Thursday, September 30, 2010

The Social Network That Gets Down to Business

 Joanna Wiseberg began Red Scarf Equestrian, which makes stylish handbags and other luxury goods for horse lovers, two years ago, just as the economy plunged into recession.

Nevertheless, Ms. Wiseberg was soon meeting people who invited her to showcase her goods at elite places like the Cannes Film Festiva;, the Monaco Grand Prix and a luxury goods conference in China. Now, she said, Red Scarf Equestrian, based in Toronto, is poised to take off.

“My business is a niche within a niche, and I opened at the worst possible time,” Ms. Wiseberg said. “You try and push a ball uphill.”

Her tool was LinkedIn, the social network for business professionals that is often perceived as a workaday cousin to the social butterfly of Facebook. But as Ms. Wiseberg discovered, LinkedIn is actually more than just a place for job seekers to post a résumé. “I wouldn’t be here without LinkedIn,” she said.

For any company in the social networking business, it is not easy living in the shadow of Facebook and Twitter. With 500 million users connecting with friends, trading photos, videos and articles, or whiling the time away on social games, Facebook has pretty much locked up the field. For its part, Twitter has carved a solid niche for those interested in broadcasting their thoughts 140 characters at a time.

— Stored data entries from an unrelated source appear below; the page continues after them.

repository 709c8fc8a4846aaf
use thiserror::Error;

#[derive(Error, Debug)]
pub enum ConfigError {
    #[error("Failed to load configuration from file: {0}")]
    LoadError(#[from] config::ConfigError),

    #[error("Configuration validation error: {0}")]
    ValidationError(String),

    #[error("Failed to initialise logging: {0}")]
    LoggingError(String),
}
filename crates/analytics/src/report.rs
use core_types::{Herd, MetricType};
use rust_decimal::Decimal;
use serde::{Deserialize, Serialize};

/// Whole-herd stewardship indicators for a set of treatments.
#[derive(Debug, Clone, PartialEq, Serialize, Deserialize)]
pub struct AmuMetrics {
    pub mg_per_pcu: Decimal,
    pub dddvet: Decimal,
    pub dcdvet: Decimal,
    /// Percentage (0-100) of total mg that came from HP-CIA products.
    pub hp_cia_share: Decimal,
    pub total_mg: Decimal,
}

impl AmuMetrics {
    pub fn zero() -> Self {
        Self {
            mg_per_pcu: Decimal::ZERO,
            dddvet: Decimal::ZERO,
            dcdvet: Decimal::ZERO,
            hp_cia_share: Decimal::ZERO,
            total_mg: Decimal::ZERO,
        }
    }
}

impl Default for AmuMetrics {
    fn default() -> Self {
        Self::zero()
    }
}

/// One active ingredient's contribution, in raw mg.
#[derive(Debug, Clone, PartialEq, Serialize, Deserialize)]
pub struct ActiveIngredientShare {
    pub name: String,
    pub total_mg: Decimal,
    /// Set when any treatment with this ingredient was an HP-CIA product.
    pub is_hp_cia: bool,
    pub share_percent: Decimal,
}

/// One antimicrobial class's contribution, in raw mg.
#[derive(Debug, Clone, PartialEq, Serialize, Deserialize)]
pub struct ClassBreakdown {
    pub class_name: String,
    pub total_mg: Decimal,
    pub share_percent: Decimal,
    /// Sum of mg from HP-CIA treatments within the class.
    pub hp_cia_mg: Decimal,
}

/// Active-ingredient row of a breakdown in a selectable metric.
#[derive(Debug, Clone, PartialEq, Serialize, Deserialize)]
pub struct ActiveMetricShare {
    pub name: String,
    pub value: Decimal,
    pub is_hp_cia: bool,
    pub share_percent: Decimal,
}

/// Class row of a breakdown in a selectable metric.
#[derive(Debug, Clone, PartialEq, Serialize, Deserialize)]
pub struct ClassMetricShare {
    pub class_name: String,
    pub value: Decimal,
    pub share_percent: Decimal,
    pub hp_cia_value: Decimal,
}

/// Chart data for one `MetricType`.
#[derive(Debug, Clone, PartialEq, Serialize, Deserialize)]
pub struct MetricBreakdown {
    pub metric: MetricType,
    /// Sum of the per-entry values over every treatment.
    pub total: Decimal,
    pub classes: Vec<ClassMetricShare>,
    pub top_actives: Vec<ActiveMetricShare>,
}

/// Herd indicators for a single calendar month.
#[derive(Debug, Clone, PartialEq, Serialize, Deserialize)]
pub struct TrendPoint {
    /// `YYYY-MM`
    pub month: String,
    pub mg_per_pcu: Decimal,
    pub dddvet: Decimal,
    pub dcdvet: Decimal,
    pub hp_cia_share: Decimal,
}

/// Everything the dashboard home screen renders for one herd.
#[derive(Debug, Clone, PartialEq, Serialize, Deserialize)]
pub struct HerdOverview {
    pub herd: Herd,
    pub metrics: AmuMetrics,
    pub trends: Vec<TrendPoint>,
    pub top_actives: Vec<ActiveIngredientShare>,
    pub class_breakdown: Vec<ClassBreakdown>,
}
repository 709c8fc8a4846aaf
use thiserror::Error;

#[derive(Error, Debug, Clone, PartialEq)]
pub enum CoreError {
    #[error("Invalid input for {0}: {1}")]
    InvalidInput(String, String),

    #[error("Unknown metric type: {0}")]
    UnknownMetric(String),
}
use thiserror::Error;

#[derive(Error, Debug)]
pub enum DbError {
    #[error("Failed to load environment variables for database connection: {0}")]
    ConnectionConfigError(String),

    #[error("Database query failed: {0}")]
    QueryError(#[from] sqlx::Error),

    #[error("Database migration failed: {0}")]
    MigrationError(#[from] sqlx::migrate::MigrateError),

    #[error("The requested data was not found in the database.")]
    NotFound,
}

But with its unabashed utilitarian bent, LinkedIn has built a presence in social media. Anyone with a career, a business or ambitions to climb the corporate ladder can network with 75 million people who use it, in large part, to find jobs or to recruit candidates for jobs.

But in the last year or so, LinkedIn has been offering plenty of information and tools that can help its users, whether they work for themselves or at a company, to conduct research, find new customers and expand their business contacts and prospects. Much of it remains free, though some advanced features require a subscription of $25, $50 or $100.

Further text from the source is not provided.